DATA FOR PROCESSING

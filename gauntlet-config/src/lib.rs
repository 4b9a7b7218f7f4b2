//! Loader for run configuration with YAML + environment overlays.
//!
//! A `gauntlet.yaml` file describes the target site, credentials, retry
//! policy, and solver service. `GAUNTLET__`-prefixed environment variables
//! override file values, and `${VAR}` placeholders inside string values are
//! expanded recursively (depth-capped) so secrets can live in the
//! environment rather than on disk.

use std::path::Path;
use std::time::Duration;

use config::{Config, ConfigError, Environment, File};
use gauntlet_common::{Credentials, FlowError, RetryPolicy, StealthLevel};
use serde::Deserialize;
use serde_json::Value;

const MAXIMUM_ENV_EXPANSION_DEPTH: usize = 8;

fn default_true() -> bool {
    true
}
fn default_webdriver_url() -> String {
    "http://localhost:9515".into()
}
fn default_artifacts_dir() -> String {
    "artifacts".into()
}
fn default_stealth() -> StealthLevel {
    StealthLevel::Balanced
}

#[derive(Debug, Deserialize)]
pub struct GauntletConfig {
    /// Entry URL for the run.
    pub target_url: String,
    /// Inclusive price ceiling applied during result extraction.
    pub max_price: u64,
    /// Login credentials; omitted for credential-less scrape targets.
    #[serde(default)]
    pub credentials: Option<Credentials>,
    #[serde(default = "default_true")]
    pub headless: bool,
    /// One of `lightweight`, `balanced`, `maximum`.
    #[serde(default = "default_stealth")]
    pub stealth: StealthLevel,
    #[serde(default = "default_webdriver_url")]
    pub webdriver_url: String,
    /// Directory for screenshots and error reports.
    #[serde(default = "default_artifacts_dir")]
    pub artifacts_dir: String,
    #[serde(default)]
    pub retry: RetrySettings,
    pub solver: SolverSettings,
    #[serde(default)]
    pub timeouts: TimeoutSettings,
    #[serde(default)]
    pub selectors: SelectorOverrides,
}

#[derive(Debug, Deserialize)]
pub struct RetrySettings {
    pub max_attempts: u32,
    pub per_attempt_timeout_secs: u64,
    pub backoff_secs: u64,
}

impl Default for RetrySettings {
    fn default() -> Self {
        Self {
            max_attempts: 3,
            per_attempt_timeout_secs: 120,
            backoff_secs: 5,
        }
    }
}

impl RetrySettings {
    /// Materialise the validated policy; zero attempts is rejected here.
    pub fn to_policy(&self) -> Result<RetryPolicy, FlowError> {
        RetryPolicy::new(
            self.max_attempts,
            Duration::from_secs(self.per_attempt_timeout_secs),
            Duration::from_secs(self.backoff_secs),
        )
    }
}

#[derive(Debug, Deserialize)]
pub struct SolverSettings {
    /// API key for the solving service, usually `${CAPTCHA_API_KEY}`.
    pub api_key: String,
    #[serde(default = "default_solver_endpoint")]
    pub endpoint: String,
    #[serde(default = "default_poll_interval")]
    pub poll_interval_secs: u64,
    #[serde(default = "default_solve_timeout")]
    pub solve_timeout_secs: u64,
}

fn default_solver_endpoint() -> String {
    "https://2captcha.com".into()
}
fn default_poll_interval() -> u64 {
    5
}
fn default_solve_timeout() -> u64 {
    180
}

/// Per-stage waits, mirroring the short/medium/long buckets the flow uses.
#[derive(Debug, Clone, Deserialize)]
pub struct TimeoutSettings {
    pub short_secs: u64,
    pub medium_secs: u64,
    pub long_secs: u64,
}

impl Default for TimeoutSettings {
    fn default() -> Self {
        Self {
            short_secs: 5,
            medium_secs: 15,
            long_secs: 30,
        }
    }
}

/// Optional overrides for the built-in selector fallback chains. Each entry
/// is an ordered list of equivalent selectors, tried in sequence.
#[derive(Debug, Default, Deserialize)]
pub struct SelectorOverrides {
    #[serde(default)]
    pub main_content: Option<Vec<String>>,
    #[serde(default)]
    pub identity_input: Option<Vec<String>>,
    #[serde(default)]
    pub secret_input: Option<Vec<String>>,
    #[serde(default)]
    pub submit_button: Option<Vec<String>>,
    #[serde(default)]
    pub price_filter: Option<Vec<String>>,
    #[serde(default)]
    pub list_item: Option<Vec<String>>,
}

// Expansion runs over the whole merged tree so nested values and arrays get
// the same treatment as top-level strings.
fn expand_env_in_value(v: &mut Value) {
    match v {
        Value::String(s) => {
            if s.contains('$') {
                let mut cur = std::mem::take(s);
                for _ in 0..MAXIMUM_ENV_EXPANSION_DEPTH {
                    let expanded = match shellexpand::env(&cur) {
                        Ok(cow) => cow.into_owned(),
                        Err(_) => cur.clone(),
                    };
                    if expanded == cur {
                        break;
                    }
                    cur = expanded;
                }
                *s = cur;
            }
        }
        Value::Array(arr) => arr.iter_mut().for_each(expand_env_in_value),
        Value::Object(obj) => obj.values_mut().for_each(expand_env_in_value),
        _ => {}
    }
}

/// Builder hiding the `config` crate wiring (YAML file + env overrides).
pub struct GauntletConfigLoader {
    builder: config::ConfigBuilder<config::builder::DefaultState>,
}

impl Default for GauntletConfigLoader {
    fn default() -> Self {
        Self::new()
    }
}

impl GauntletConfigLoader {
    /// Start with the defaults: `GAUNTLET__` env overrides on top of
    /// whatever files/snippets are attached later.
    pub fn new() -> Self {
        let builder =
            Config::builder().add_source(Environment::with_prefix("GAUNTLET").separator("__"));
        Self { builder }
    }

    /// Attach a config file; the `config` crate infers the format by suffix.
    pub fn with_file<P: AsRef<Path>>(mut self, path: P) -> Self {
        self.builder = self.builder.add_source(File::from(path.as_ref()).required(true));
        self
    }

    /// Merge an inline YAML snippet; used by tests and the CLI.
    pub fn with_yaml_str(mut self, yaml: &str) -> Self {
        self.builder = self
            .builder
            .add_source(File::from_str(yaml, config::FileFormat::Yaml));
        self
    }

    /// Build, expand `${VAR}` placeholders, and deserialize into the typed
    /// configuration.
    pub fn load(self) -> Result<GauntletConfig, ConfigError> {
        let cfg = self.builder.build()?;

        let mut v: Value = cfg.try_deserialize()?;
        expand_env_in_value(&mut v);

        serde_json::from_value(v).map_err(|e| ConfigError::Message(e.to_string()))
    }
}

#[cfg(test)]
mod tests {
    use super::*;
    use serde_json::json;

    const MINIMAL: &str = r#"
target_url: "https://example.com/listings"
max_price: 10000
solver:
  api_key: "test-key"
"#;

    #[test]
    fn minimal_config_gets_defaults() {
        let cfg = GauntletConfigLoader::new()
            .with_yaml_str(MINIMAL)
            .load()
            .unwrap();
        assert_eq!(cfg.max_price, 10000);
        assert!(cfg.headless);
        assert!(cfg.credentials.is_none());
        assert_eq!(cfg.webdriver_url, "http://localhost:9515");
        assert_eq!(cfg.stealth, StealthLevel::Balanced);
        assert_eq!(cfg.retry.max_attempts, 3);
        assert_eq!(cfg.solver.endpoint, "https://2captcha.com");
        assert_eq!(cfg.timeouts.long_secs, 30);
    }

    #[test]
    fn retry_settings_materialise_into_policy() {
        let cfg = GauntletConfigLoader::new()
            .with_yaml_str(MINIMAL)
            .load()
            .unwrap();
        let policy = cfg.retry.to_policy().unwrap();
        assert_eq!(policy.max_attempts(), 3);
        assert_eq!(policy.backoff(), Duration::from_secs(5));
    }

    #[test]
    fn zero_attempts_rejected_when_materialised() {
        let yaml = format!(
            "{}\nretry:\n  max_attempts: 0\n  per_attempt_timeout_secs: 1\n  backoff_secs: 0\n",
            MINIMAL
        );
        let cfg = GauntletConfigLoader::new()
            .with_yaml_str(&yaml)
            .load()
            .unwrap();
        assert!(cfg.retry.to_policy().is_err());
    }

    #[test]
    fn secrets_expand_from_environment() {
        temp_env::with_var("CAPTCHA_API_KEY", Some("from-env"), || {
            let yaml = r#"
target_url: "https://example.com"
max_price: 500
credentials:
  identity: "user@example.com"
  secret: "${CAPTCHA_API_KEY}"
solver:
  api_key: "${CAPTCHA_API_KEY}"
"#;
            let cfg = GauntletConfigLoader::new()
                .with_yaml_str(yaml)
                .load()
                .unwrap();
            assert_eq!(cfg.solver.api_key, "from-env");
            assert_eq!(cfg.credentials.unwrap().secret, "from-env");
        });
    }

    #[test]
    fn expansion_is_recursive_but_bounded() {
        temp_env::with_vars(
            [
                ("INNER", Some("deep")),
                ("OUTER", Some("wrapped-${INNER}")),
            ],
            || {
                let mut v = json!({"key": "${OUTER}"});
                expand_env_in_value(&mut v);
                assert_eq!(v, json!({"key": "wrapped-deep"}));
            },
        );
    }

    #[test]
    fn unknown_vars_are_left_as_is() {
        let mut v = json!("hi-${DOES_NOT_EXIST}");
        expand_env_in_value(&mut v);
        assert_eq!(v, json!("hi-${DOES_NOT_EXIST}"));
    }

    #[test]
    fn selector_overrides_parse_as_ordered_lists() {
        let yaml = format!(
            "{}\nselectors:\n  price_filter:\n    - \"input[data-test-id='price-to']\"\n    - \"input[name='price_to']\"\n",
            MINIMAL
        );
        let cfg = GauntletConfigLoader::new()
            .with_yaml_str(&yaml)
            .load()
            .unwrap();
        let chain = cfg.selectors.price_filter.unwrap();
        assert_eq!(chain.len(), 2);
        assert_eq!(chain[0], "input[data-test-id='price-to']");
    }
}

TASK ITEM
Which of the lines above mention the word "wrapped"? Pull those lines out.

RESULT OF THIS EXERCISE
                ("OUTER", Some("wrapped-${INNER}")),
                assert_eq!(v, json!({"key": "wrapped-deep"}));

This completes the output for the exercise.